## [WORK ITEM]
Once you have read the data below, please repeat all of it exactly.

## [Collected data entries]
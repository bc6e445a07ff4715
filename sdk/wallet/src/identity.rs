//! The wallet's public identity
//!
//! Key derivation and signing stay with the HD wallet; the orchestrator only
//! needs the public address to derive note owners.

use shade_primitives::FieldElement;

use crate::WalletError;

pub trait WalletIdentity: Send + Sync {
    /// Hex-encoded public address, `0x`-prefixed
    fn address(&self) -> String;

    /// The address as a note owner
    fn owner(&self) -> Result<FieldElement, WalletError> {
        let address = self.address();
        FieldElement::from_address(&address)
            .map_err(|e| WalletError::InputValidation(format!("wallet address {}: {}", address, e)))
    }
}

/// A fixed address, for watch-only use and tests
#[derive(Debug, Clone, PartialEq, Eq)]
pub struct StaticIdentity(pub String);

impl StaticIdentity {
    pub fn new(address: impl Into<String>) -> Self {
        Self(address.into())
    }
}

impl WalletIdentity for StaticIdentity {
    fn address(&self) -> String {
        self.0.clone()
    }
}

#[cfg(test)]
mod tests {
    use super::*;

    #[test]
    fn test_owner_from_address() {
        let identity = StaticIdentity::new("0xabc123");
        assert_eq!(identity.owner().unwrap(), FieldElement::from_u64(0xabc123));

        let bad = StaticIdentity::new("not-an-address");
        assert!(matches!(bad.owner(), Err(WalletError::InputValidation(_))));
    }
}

## [ANSWER AREA]
repository bc6e445a07ff4715
filename sdk/wallet/src/identity.rs
//! The wallet's public identity
//!
//! Key derivation and signing stay with the HD wallet; the orchestrator only
//! needs the public address to derive note owners.

use shade_primitives::FieldElement;

use crate::WalletError;

pub trait WalletIdentity: Send + Sync {
    /// Hex-encoded public address, `0x`-prefixed
    fn address(&self) -> String;

    /// The address as a note owner
    fn owner(&self) -> Result<FieldElement, WalletError> {
        let address = self.address();
        FieldElement::from_address(&address)
            .map_err(|e| WalletError::InputValidation(format!("wallet address {}: {}", address, e)))
    }
}

/// A fixed address, for watch-only use and tests
#[derive(Debug, Clone, PartialEq, Eq)]
pub struct StaticIdentity(pub String);

impl StaticIdentity {
    pub fn new(address: impl Into<String>) -> Self {
        Self(address.into())
    }
}

impl WalletIdentity for StaticIdentity {
    fn address(&self) -> String {
        self.0.clone()
    }
}

#[cfg(test)]
mod tests {
    use super::*;

    #[test]
    fn test_owner_from_address() {
        let identity = StaticIdentity::new("0xabc123");
        assert_eq!(identity.owner().unwrap(), FieldElement::from_u64(0xabc123));

        let bad = StaticIdentity::new("not-an-address");
        assert!(matches!(bad.owner(), Err(WalletError::InputValidation(_))));
    }
}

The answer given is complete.